Here, the district court determined that appellant had "deliberately trespassed in a place where the victim felt safe near his home." The district court based this determination on findings that (1) the offense occurred in the hallway in front of the victim's apartment; (2) the apartment building had an exterior security door that was propped open; and (3) the interior hallway accessed only two apartments. The district court reasoned that "[t]he victim had every right to feel particularly safe in the small common hallway inside his apartment building that had an exterior security door to limit access to the interior of the building." The district court also recognized that "the victim would have felt particularly safe only feet from the door to his own apartment." Additionally, the district court observed that this court has found that a rape that occurred in the laundry room of the victim's apartment building was within her zone of privacy, Titworth, 381 N.W.2d at 512, and that the place where the instant offense occurred was closer in proximity to the victim's apartment than that of the laundry room to the victim's apartment in Titworth.

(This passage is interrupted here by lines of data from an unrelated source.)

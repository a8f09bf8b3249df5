//! Configuration file loader with multi-source merging

use super::file_config::FileConfig;
use figment::{
    Figment,
    providers::{Env, Format, Serialized, Toml},
};
use std::path::{Path, PathBuf};

/// Project-level config file names, in lookup order
const PROJECT_FILES: &[&str] = &["autofix.toml", ".autofix.toml"];

/// Environment variable prefix; `__` separates nested keys
const ENV_PREFIX: &str = "AUTOFIX_";

/// Configuration loader that handles file discovery and merging
pub struct ConfigLoader;

impl ConfigLoader {
    /// Load configuration from all sources with proper priority
    ///
    /// Priority (highest to lowest):
    /// 1. `AUTOFIX_*` environment variables (`AUTOFIX_WORKFLOW__MAX_RETRIES=5`)
    /// 2. Explicit config path (if provided)
    /// 3. Project root: `./autofix.toml` or `./.autofix.toml`
    /// 4. Global: `$XDG_CONFIG_HOME/autofix-council/config.toml`
    /// 5. Default values
    pub fn load(config_path: Option<&Path>) -> Result<FileConfig, Box<figment::Error>> {
        Self::figment(
            Self::global_config_path().as_deref(),
            Path::new("."),
            config_path,
        )
        .merge(Env::prefixed(ENV_PREFIX).split("__"))
        .extract()
        .map_err(Box::new)
    }

    /// Load only default configuration (for --no-config)
    pub fn load_defaults() -> FileConfig {
        FileConfig::default()
    }

    /// File layers only, rooted at `project_dir`
    fn figment(global: Option<&Path>, project_dir: &Path, explicit: Option<&Path>) -> Figment {
        let mut figment = Figment::new().merge(Serialized::defaults(FileConfig::default()));

        if let Some(global_path) = global
            && global_path.exists()
        {
            figment = figment.merge(Toml::file(global_path));
        }

        if let Some(path) = Self::project_config_path_in(project_dir) {
            figment = figment.merge(Toml::file(path));
        }

        if let Some(path) = explicit {
            figment = figment.merge(Toml::file(path));
        }

        figment
    }

    /// Get the global config file path
    pub fn global_config_path() -> Option<PathBuf> {
        dirs::config_dir().map(|d| d.join("autofix-council").join("config.toml"))
    }

    /// Get the project-level config file path (if it exists)
    pub fn project_config_path() -> Option<PathBuf> {
        Self::project_config_path_in(Path::new("."))
    }

    fn project_config_path_in(dir: &Path) -> Option<PathBuf> {
        PROJECT_FILES
            .iter()
            .map(|name| dir.join(name))
            .find(|path| path.exists())
    }

    /// Print the config file locations being used (for debugging)
    pub fn print_config_sources(explicit: Option<&Path>) {
        println!("Configuration sources (in priority order):");
        println!("  [ENV  ] Environment: {}*", ENV_PREFIX);

        if let Some(path) = explicit {
            let mark = if path.exists() { "FOUND" } else { "MISSING" };
            println!("  [{:<5}] Explicit: {}", mark, path.display());
        }

        if let Some(path) = Self::project_config_path() {
            println!("  [FOUND] Project: {}", path.display());
        } else {
            println!("  [     ] Project: ./autofix.toml or ./.autofix.toml");
        }

        if let Some(path) = Self::global_config_path() {
            let mark = if path.exists() { "FOUND" } else { "     " };
            println!("  [{}] Global:  {}", mark, path.display());
        }

        println!("  [     ] Default: built-in defaults");
    }
}
//! Application-level configuration.
//!
//! [`WorkflowParams`] controls how the run workflow behaves: how many
//! rounds it may take, how long backends may run, and where it pushes.

use autofix_domain::RetryRule;
use std::time::Duration;

/// Default per-backend sweep timeout
pub const DEFAULT_BACKEND_TIMEOUT: Duration = Duration::from_secs(120);

/// Runtime parameters for a review run.
#[derive(Debug, Clone)]
pub struct WorkflowParams {
    /// Upper bound on apply passes (at least 1)
    pub max_retries: u32,
    /// Rule deciding whether to loop back to dispatch
    pub retry_rule: RetryRule,
    /// Time limit for one backend's sweep over the file set
    pub backend_timeout: Duration,
    /// Time limit for all dispatch work in the run
    pub run_deadline: Option<Duration>,
    /// Push the branch after the final apply pass
    pub push: bool,
    /// Remote to push to
    pub remote: String,
}

impl Default for WorkflowParams {
    fn default() -> Self {
        Self {
            max_retries: 3,
            retry_rule: RetryRule::default(),
            backend_timeout: DEFAULT_BACKEND_TIMEOUT,
            run_deadline: None,
            push: true,
            remote: "origin".to_string(),
        }
    }
}

impl WorkflowParams {
    pub fn with_max_retries(mut self, max_retries: u32) -> Self {
        self.max_retries = max_retries.max(1);
        self
    }

    pub fn with_retry_rule(mut self, rule: RetryRule) -> Self {
        self.retry_rule = rule;
        self
    }

    pub fn with_backend_timeout(mut self, timeout: Duration) -> Self {
        self.backend_timeout = timeout;
        self
    }

    pub fn with_run_deadline(mut self, deadline: Option<Duration>) -> Self {
        self.run_deadline = deadline;
        self
    }

    pub fn without_push(mut self) -> Self {
        self.push = false;
        self
    }

    pub fn with_remote(mut self, remote: impl Into<String>) -> Self {
        self.remote = remote.into();
        self
    }
}
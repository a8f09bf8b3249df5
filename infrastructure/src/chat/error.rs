//! Error types for the chat-completions adapter

use autofix_application::ports::llm_gateway::GatewayError;
use thiserror::Error;

/// Result type alias for chat-completions operations
pub type Result<T> = std::result::Result<T, ChatError>;

/// Errors that can occur when talking to a chat-completions endpoint
#[derive(Error, Debug)]
pub enum ChatError {
    #[error("HTTP error: {0}")]
    Http(#[from] reqwest::Error),

    #[error("JSON serialization error: {0}")]
    Serialization(#[from] serde_json::Error),

    #[error("API key environment variable {0} is not set")]
    MissingApiKey(String),

    #[error("API error {status}: {message}")]
    Api { status: u16, message: String },

    #[error("Response had no content")]
    EmptyResponse,
}

impl From<ChatError> for GatewayError {
    fn from(e: ChatError) -> Self {
        match e {
            ChatError::Http(err) if err.is_timeout() => GatewayError::Timeout,
            ChatError::Http(err) if err.is_connect() => {
                GatewayError::ConnectionError(err.to_string())
            }
            ChatError::Http(err) => GatewayError::RequestFailed(err.to_string()),
            ChatError::MissingApiKey(var) => {
                GatewayError::AuthenticationError(format!("{} is not set", var))
            }
            ChatError::Api { status, message } if status == 401 || status == 403 => {
                GatewayError::AuthenticationError(message)
            }
            ChatError::Api { status, message } if status == 404 => {
                GatewayError::ModelNotAvailable(message)
            }
            ChatError::Api { status, message } => {
                GatewayError::RequestFailed(format!("{}: {}", status, message))
            }
            ChatError::Serialization(err) => GatewayError::InvalidResponse(err.to_string()),
            ChatError::EmptyResponse => {
                GatewayError::InvalidResponse("response had no content".to_string())
            }
        }
    }
}
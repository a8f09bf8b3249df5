//! Workflow state machine
//!
//! ```text
//! Setup ─▶ Dispatch ─▶ Adjudicate ─▶ Apply ─┬─▶ Output ─▶ Terminal
//!             ▲                             │
//!             └────────── Retry ◀───────────┘
//! ```
//!
//! `Terminal` is absorbing. Each run starts in `Setup` and reaches
//! `Terminal` at most once.

use crate::core::error::DomainError;
use serde::{Deserialize, Serialize};

/// State of a review run
#[derive(Debug, Clone, Copy, PartialEq, Eq, Hash, Serialize, Deserialize)]
pub enum WorkflowState {
    /// Acquire code files, derive the branch, initialise run state
    Setup,
    /// Fan the file set out to every backend
    Dispatch,
    /// Merge and deduplicate findings into a fix list
    Adjudicate,
    /// Apply fixes to the working copy, one commit each
    Apply,
    /// Refresh file contents before another dispatch round
    Retry,
    /// Push, score and persist the run report
    Output,
    /// Run finished
    Terminal,
}

impl WorkflowState {
    pub fn as_str(&self) -> &'static str {
        match self {
            WorkflowState::Setup => "setup",
            WorkflowState::Dispatch => "dispatch",
            WorkflowState::Adjudicate => "adjudicate",
            WorkflowState::Apply => "apply",
            WorkflowState::Retry => "retry",
            WorkflowState::Output => "output",
            WorkflowState::Terminal => "terminal",
        }
    }

    pub fn display_name(&self) -> &'static str {
        match self {
            WorkflowState::Setup => "Setup",
            WorkflowState::Dispatch => "Dispatch",
            WorkflowState::Adjudicate => "Adjudicate",
            WorkflowState::Apply => "Apply",
            WorkflowState::Retry => "Retry",
            WorkflowState::Output => "Output",
            WorkflowState::Terminal => "Terminal",
        }
    }

    pub fn is_terminal(&self) -> bool {
        matches!(self, WorkflowState::Terminal)
    }

    /// Whether `next` is a legal successor of this state
    pub fn can_transition_to(&self, next: WorkflowState) -> bool {
        use WorkflowState::*;
        matches!(
            (self, next),
            (Setup, Dispatch)
                | (Dispatch, Adjudicate)
                | (Adjudicate, Apply)
                | (Apply, Retry)
                | (Apply, Output)
                | (Retry, Dispatch)
                | (Output, Terminal)
        )
    }
}

impl std::fmt::Display for WorkflowState {
    fn fmt(&self, f: &mut std::fmt::Formatter<'_>) -> std::fmt::Result {
        write!(f, "{}", self.display_name())
    }
}

/// The run's position in the state machine plus the path it took
#[derive(Debug, Clone, PartialEq, Eq, Serialize, Deserialize)]
pub struct WorkflowGraph {
    current: WorkflowState,
    history: Vec<WorkflowState>,
}

impl Default for WorkflowGraph {
    fn default() -> Self {
        Self::new()
    }
}

impl WorkflowGraph {
    /// A fresh graph positioned at `Setup`
    pub fn new() -> Self {
        Self {
            current: WorkflowState::Setup,
            history: vec![WorkflowState::Setup],
        }
    }

    pub fn current(&self) -> WorkflowState {
        self.current
    }

    /// Every state visited, in order, including the current one
    pub fn history(&self) -> &[WorkflowState] {
        &self.history
    }

    pub fn is_finished(&self) -> bool {
        self.current.is_terminal()
    }

    /// Move to `next`, rejecting edges the graph does not have
    pub fn advance(&mut self, next: WorkflowState) -> Result<WorkflowState, DomainError> {
        if !self.current.can_transition_to(next) {
            return Err(DomainError::IllegalTransition {
                from: self.current.to_string(),
                to: next.to_string(),
            });
        }
        self.current = next;
        self.history.push(next);
        Ok(next)
    }

    /// Number of completed dispatch rounds so far
    pub fn dispatch_rounds(&self) -> usize {
        self.history
            .iter()
            .filter(|s| **s == WorkflowState::Dispatch)
            .count()
    }
}
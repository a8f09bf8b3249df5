//! Domain error types

use thiserror::Error;

/// Domain-level errors
#[derive(Error, Debug)]
pub enum DomainError {
    #[error("Invalid backend id: {0}")]
    InvalidBackend(String),

    #[error("Illegal workflow transition from {from} to {to}")]
    IllegalTransition { from: String, to: String },
}
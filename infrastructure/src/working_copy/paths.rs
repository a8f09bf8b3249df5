use autofix_application::ports::working_copy::WorkingCopyError;
use std::path::{Component, Path, PathBuf};

/// Resolve a relative file path under `root`, rejecting escapes
pub(crate) fn resolve(root: &Path, relative: &str) -> Result<PathBuf, WorkingCopyError> {
    let candidate = Path::new(relative);
    let escapes = relative.is_empty()
        || candidate
            .components()
            .any(|c| !matches!(c, Component::Normal(_) | Component::CurDir));

    if escapes {
        return Err(WorkingCopyError::Io {
            path: relative.to_string(),
            message: "path must stay inside the working copy".to_string(),
        });
    }
    Ok(root.join(candidate))
}
//! Review run orchestration
//!
//! The workflow state machine, the run state it threads through each
//! state, and the retry routing decided after every apply pass.

pub mod entities;
pub mod retry;
pub mod run_state;
pub mod value_objects;

pub use entities::{WorkflowGraph, WorkflowState};
pub use retry::{RetryPolicy, RetryRule};
pub use run_state::RunState;
pub use value_objects::{RoundSummary, RunReport, Unresolved, UnresolvedReason};
pub mod console;
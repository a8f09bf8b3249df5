//! Code source adapters

mod local;

pub use local::{DEFAULT_EXTENSIONS, DEFAULT_MAX_FILES, LocalCodeSource};
//! Backend configuration from TOML (`[[backends]]` tables)

use serde::{Deserialize, Serialize};

pub const DEFAULT_BASE_URL: &str = "https://openrouter.ai/api/v1";
pub const DEFAULT_API_KEY_ENV: &str = "OPENROUTER_API_KEY";

/// One chat-completions backend
#[derive(Debug, Clone, PartialEq, Eq, Serialize, Deserialize)]
pub struct FileBackendConfig {
    pub name: String,
    pub model: String,
    #[serde(default = "default_base_url")]
    pub base_url: String,
    /// Environment variable holding the API key; unset means no auth header
    #[serde(default = "default_api_key_env")]
    pub api_key_env: Option<String>,
}

fn default_base_url() -> String {
    DEFAULT_BASE_URL.to_string()
}

fn default_api_key_env() -> Option<String> {
    Some(DEFAULT_API_KEY_ENV.to_string())
}

impl FileBackendConfig {
    pub fn new(name: impl Into<String>, model: impl Into<String>) -> Self {
        Self {
            name: name.into(),
            model: model.into(),
            base_url: default_base_url(),
            api_key_env: default_api_key_env(),
        }
    }
}

/// Built-in backend set used when no `[[backends]]` are configured
pub fn default_backends() -> Vec<FileBackendConfig> {
    vec![
        FileBackendConfig::new("openrouter", "anthropic/claude-3.5-sonnet"),
        FileBackendConfig::new("claude", "anthropic/claude-3.5-sonnet"),
        FileBackendConfig::new("gemini", "google/gemini-pro"),
    ]
}
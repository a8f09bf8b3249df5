//! Result store port
//!
//! Persists the report of a finished run.

use async_trait::async_trait;
use autofix_domain::RunReport;
use thiserror::Error;

#[derive(Error, Debug)]
pub enum ResultStoreError {
    #[error("Failed to serialize report: {0}")]
    Serialize(String),

    #[error("Failed to write report {location}: {message}")]
    Write { location: String, message: String },
}

#[async_trait]
pub trait ResultStore: Send + Sync {
    /// Store `report`; returns where it was stored
    async fn save(&self, report: &RunReport) -> Result<String, ResultStoreError>;
}

/// Store that discards reports
pub struct NoResultStore;

#[async_trait]
impl ResultStore for NoResultStore {
    async fn save(&self, report: &RunReport) -> Result<String, ResultStoreError> {
        Ok(format!("(discarded {})", report.run_id))
    }
}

Appellant asserts he did not deliberately trespass because he had been invited into the building. But our focus is on the victim's expectation. An invitation into the zone of privacy by a third party does not negate the victim's expectation of security within that zone of privacy. Copeland, 656 N.W.2d at 603. And here it was a third party, not the victim, who had invited appellant into the apartment building.

The district court did not abuse its discretion by determining that the offense took place within the victim's zone of privacy.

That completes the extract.